IHCL’s high visibility on average daily rate of growth, coupled with better quality of earnings, positions it well to achieve its FY30 goals, said Nomura. 

Strong visibility on ADR growth 

Nomura expects India Hotels’ Average Daily Rate (ADR) growth to remain resilient because hotel room supply in key business cities is constrained, likely registering a CAGR of less than 5–7% through FY30. 

Simultaneously, demand is bolstered by an all-time high in domestic tourism, a recovery in foreign arrivals, and recurring structural demand from weddings and MICE (meetings, incentives, conventions, and exhibitions) events. Furthermore, while current rates are high, Average Room Rates (ARRs) in dollar terms are still below 2008 levels, providing a significant tailwind for future pricing power.

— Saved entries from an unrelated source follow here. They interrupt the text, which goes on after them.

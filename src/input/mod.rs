use std::io;
use std::path::{Path, PathBuf};
use thiserror::Error;

pub mod clipboard;

/// Text shown when the reader starts without any input.
pub const SAMPLE_TEXT: &str = "Rapid serial visual presentation (RSVP) is a scientific method for studying the timing of vision. In RSVP, a sequence of stimuli is shown to an observer at one location in their visual field. The observer is instructed to report one of these stimuli - the target - which has a feature that differentiates it from the rest of the stream. For instance, observers may see a sequence of stimuli consisting of gray letters with the exception of one red letter. They are told to report the red letter. People make errors in this task in the form of reports of stimuli that occurred before or after the target. The position in time of the letter they report, relative to the target, is an estimate of the timing of visual selection on that trial. The term, and methodologies to study it, was first introduced by Mary C. Potter.";

#[derive(Error, Debug)]
pub enum LoadError {
    #[error("File not found: {0}")]
    FileNotFound(PathBuf),

    #[error("Nothing to read in {0}")]
    EmptyInput(String),

    #[error("Invalid text encoding (expected UTF-8): {0}")]
    InvalidEncoding(String),

    #[error("Clipboard error: {0}")]
    Clipboard(String),

    #[error("I/O error: {0}")]
    Io(#[from] io::Error),
}

/// Plain text handed to a reading session, with a label for the status line.
#[derive(Debug, Clone, PartialEq)]
pub struct LoadedText {
    pub text: String,
    pub source: String,
}

pub fn load_file(path: &Path) -> Result<LoadedText, LoadError> {
    let bytes = match std::fs::read(path) {
        Ok(bytes) => bytes,
        Err(err) if err.kind() == io::ErrorKind::NotFound => {
            return Err(LoadError::FileNotFound(path.to_path_buf()))
        }
        Err(err) => return Err(err.into()),
    };

    let source = path.display().to_string();
    let text = String::from_utf8(bytes).map_err(|_| LoadError::InvalidEncoding(source.clone()))?;
    non_empty(text, source)
}

pub fn load_reader(mut reader: impl io::Read, source: &str) -> Result<LoadedText, LoadError> {
    let mut bytes = Vec::new();
    reader.read_to_end(&mut bytes)?;
    let text =
        String::from_utf8(bytes).map_err(|_| LoadError::InvalidEncoding(source.to_string()))?;
    non_empty(text, source.to_string())
}

pub fn sample() -> LoadedText {
    LoadedText {
        text: SAMPLE_TEXT.to_string(),
        source: "sample text".to_string(),
    }
}

fn non_empty(text: String, source: String) -> Result<LoadedText, LoadError> {
    if text.trim().is_empty() {
        return Err(LoadError::EmptyInput(source));
    }
    Ok(LoadedText { text, source })
}

#[cfg(test)]
mod tests {
    use super::*;
    use std::fs;

    #[test]
    fn test_valid_file_loads() {
        let dir = tempfile::tempdir().unwrap();
        let path = dir.path().join("valid.txt");
        fs::write(&path, "hello world").unwrap();

        let loaded = load_file(&path).unwrap();
        assert_eq!(loaded.text, "hello world");
        assert!(loaded.source.ends_with("valid.txt"));
    }

    #[test]
    fn test_empty_file_error() {
        let dir = tempfile::tempdir().unwrap();
        let path = dir.path().join("empty.txt");
        fs::write(&path, "  \n\t").unwrap();

        match load_file(&path) {
            Err(LoadError::EmptyInput(_)) => (),
            other => panic!("Expected EmptyInput error, got {other:?}"),
        }
    }

    #[test]
    fn test_nonexistent_file_error() {
        let dir = tempfile::tempdir().unwrap();
        match load_file(&dir.path().join("missing.txt")) {
            Err(LoadError::FileNotFound(path)) => assert!(path.ends_with("missing.txt")),
            other => panic!("Expected FileNotFound error, got {other:?}"),
        }
    }

    #[test]
    fn test_invalid_utf8_error() {
        let dir = tempfile::tempdir().unwrap();
        let path = dir.path().join("binary.txt");
        fs::write(&path, [0xff, 0xfe, 0x00, 0x41]).unwrap();
        assert!(matches!(load_file(&path), Err(LoadError::InvalidEncoding(_))));
    }

    #[test]
    fn test_load_reader() {
        let loaded = load_reader("piped words".as_bytes(), "stdin").unwrap();
        assert_eq!(loaded.text, "piped words");
        assert_eq!(loaded.source, "stdin");
        assert!(matches!(
            load_reader("".as_bytes(), "stdin"),
            Err(LoadError::EmptyInput(_))
        ));
    }

    #[test]
    fn test_sample_text_is_readable() {
        let loaded = sample();
        assert!(loaded.text.starts_with("Rapid serial visual presentation"));
    }
}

However, as per IHCL, supply growth will remain constrained over the next five years (FY25-30) with just 0.1 million rooms in the pipeline, and only 25% in key business cities.

Transition to a capital-light model

IHCL has shifted its expansion strategy toward “asset-light” formats, such as management contracts and revenue-sharing leases. Approximately 80% of new keys in the pipeline are through management fee structures, which require minimal incremental capital and deliver high EBITDA conversion rates of 70–80%. This shift improves the quality of earnings and allows the company to scale rapidly without adding debt.

Likely to achieve ‘Accelerate 2030’ targets

IHCL appears well-positioned to meet its ambitious 2030 goals, which include doubling its portfolio to 700+ hotels and achieving a consolidated revenue of Rs 15,000 crore. The acquisition of the Clarks portfolio has already fast-tracked this growth, adding 135 hotels and strengthening IHCL’s mid-scale footprint under the Ginger brand. Nomura expects a revenue and EBITDA CAGR of 15% and 16%, respectively, between FY25 and FY28.

Significant improvement in cash generation

The company has successfully turned around its balance sheet from a high-debt position to a net cash business that generates surplus cash of Rs 800–1,200 crore annually. This robust cash flow covers necessary capex while allowing for inorganic growth. Consequently, the Return on Capital Employed (ROCE) is on track to improve from historical levels of 5–6% to approximately 20% by FY30.

Dominant brand equity and premium positioning

As South Asia’s largest hospitality company, IHCL’s multi-brand ecosystem (Taj, Vivanta, SeleQtions, and Ginger) provides a competitive edge in pricing control. The flagship Taj brand continues to command a RevPAR premium of 70–78% over the industry average. Strategic renovations of iconic assets and the “Lean Luxe” transformation of the Ginger brand have further enabled the company to sustain higher ARRs and attract high-yield customer segments.

IHCL stock performance

The share price of IHCL has fallen 1.22% in the last five trading sessions. The stock has declined almost 6% in the past one month and dropped 7.5% in the last six months. IHCL’s stock price has erased over 15% of investors’ wealth over the previous 12 months.